I have often remarked (tongue in cheek) that there was only one flaw in the design of Christ's church; He decided to let people in. The salvation of man, of course, was the whole point of Christ's shed blood for the church. And there are, in fact, no true flaws in the church – as designed by Jesus Christ. But the saying makes a point. Anywhere there are fallible and sinful men, troubles will arise.

Divisions within Christendom arise from the teachings of uninspired men. The Biblical distinctions between the "very important", "moderately important" and "not so important" (?) teachings of scripture are not exceptionally clear. Therefore, if we want to make those distinctions, the task must be entrusted to uninspired men.

Though all scripture contains important teaching, there are clues in scripture that help us recognize its most important teachings. Jesus often said, "Truly, truly, I say…" or "Let him who has ears, hear". Paul, in 1 Corinthians 15 said "I delivered to you as of first importance…" And the overall tone of Ephesians 4:1-16 seems to indicate a listing of doctrines that are "essential" or "central" in nature.

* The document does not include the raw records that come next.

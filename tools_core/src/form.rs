//! # Form Field Parsing
//!
//! The original tools receive every value as a string from a text input,
//! dropdown, or checkbox. This module is the boundary where those strings
//! become typed domain values. Anything that fails to parse or falls outside
//! the field's domain is rejected with a typed [`CalcError`] rather than
//! silently defaulting to zero.
//!
//! ## Example
//!
//! ```rust
//! use tools_core::form::NumericField;
//!
//! const LOAN_AMOUNT: NumericField = NumericField {
//!     name: "loan_amount_usd",
//!     label: "Loan Amount ($)",
//!     min: 1.0,
//!     max: 100_000_000.0,
//!     default: 300_000.0,
//! };
//!
//! assert_eq!(LOAN_AMOUNT.parse("250000").unwrap(), 250_000.0);
//! assert!(LOAN_AMOUNT.parse("-1").is_err());
//! assert!(LOAN_AMOUNT.parse("").is_err());
//! ```

use crate::errors::{CalcError, CalcResult};

/// Descriptor for a numeric form field.
///
/// Carries the field's identity (for error reporting), its valid range, and
/// the default shown when the page first loads.
#[derive(Debug, Clone, Copy)]
pub struct NumericField {
    /// Machine name used in error reports (e.g., "loan_amount_usd")
    pub name: &'static str,

    /// Human label shown next to the input (e.g., "Loan Amount ($)")
    pub label: &'static str,

    /// Smallest accepted value (inclusive)
    pub min: f64,

    /// Largest accepted value (inclusive)
    pub max: f64,

    /// Default value on first load
    pub default: f64,
}

impl NumericField {
    /// Parse a raw form string into a validated f64.
    ///
    /// - Empty or whitespace-only input is `MissingField`
    /// - Non-numeric input is `InvalidInput`
    /// - Values outside `[min, max]` are `OutOfRange`
    ///
    /// Leading `$` and thousands separators are accepted, since users paste
    /// formatted currency into these fields constantly.
    pub fn parse(&self, raw: &str) -> CalcResult<f64> {
        let trimmed = raw.trim();
        if trimmed.is_empty() {
            return Err(CalcError::missing_field(self.name));
        }

        let cleaned: String = trimmed
            .chars()
            .filter(|c| *c != ',' && *c != '$')
            .collect();

        let value: f64 = cleaned.parse().map_err(|_| {
            CalcError::invalid_input(self.name, trimmed, "Not a number")
        })?;

        if !value.is_finite() {
            return Err(CalcError::invalid_input(self.name, trimmed, "Not a finite number"));
        }

        self.check_range(value)?;
        Ok(value)
    }

    /// Parse like [`parse`](Self::parse), but fall back to the field default
    /// when the input is empty.
    ///
    /// Used for optional fields such as "extra monthly payment".
    pub fn parse_or_default(&self, raw: &str) -> CalcResult<f64> {
        if raw.trim().is_empty() {
            return Ok(self.default);
        }
        self.parse(raw)
    }

    /// Validate an already-numeric value against the field range.
    pub fn check_range(&self, value: f64) -> CalcResult<()> {
        if value < self.min || value > self.max {
            return Err(CalcError::out_of_range(self.name, value, self.min, self.max));
        }
        Ok(())
    }
}

/// Parse a checkbox/toggle value.
///
/// Accepts the spellings the front-ends actually send: "true"/"false",
/// "yes"/"no", "on"/"off", "1"/"0". Empty input means unchecked.
pub fn parse_flag(name: &str, raw: &str) -> CalcResult<bool> {
    match raw.trim().to_ascii_lowercase().as_str() {
        "" | "false" | "no" | "off" | "0" => Ok(false),
        "true" | "yes" | "on" | "1" => Ok(true),
        other => Err(CalcError::unknown_option(name, other)),
    }
}

/// Parse an integer-valued field (e.g., bedroom count, number of years).
///
/// Rejects fractional values so "3.5 bedrooms" surfaces as an error instead
/// of being truncated.
pub fn parse_count(field: &NumericField, raw: &str) -> CalcResult<u32> {
    let value = field.parse(raw)?;
    if value.fract() != 0.0 {
        return Err(CalcError::invalid_input(
            field.name,
            raw.trim(),
            "Must be a whole number",
        ));
    }
    Ok(value as u32)
}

Such clues as these are subject, though, to the interpretive skills of uninspired men. Not all have the same gifts to engage in this task, nor do they all have the same diligence. We also realize that not all interpreters have the most wholesome of motives.

Problems of interpretation, of course, are not the only source of trouble that arise when fallible men are involved. Some problems arise, for example, from a disdain for authority. If those of the 1st century, for example, had respected the authority of the Jerusalem council and the apostle Paul, they'd have complied with their decisions and accepted their teachings.

While on the topic of authority, we must make note of the fact that some men like having it. The religious hypocrites of Christ's day loved to have the best seats, special titles and the praises of men. Those particular men have now gone to "their reward" (such as it is). But it is not as though "their kind" has died out from the earth.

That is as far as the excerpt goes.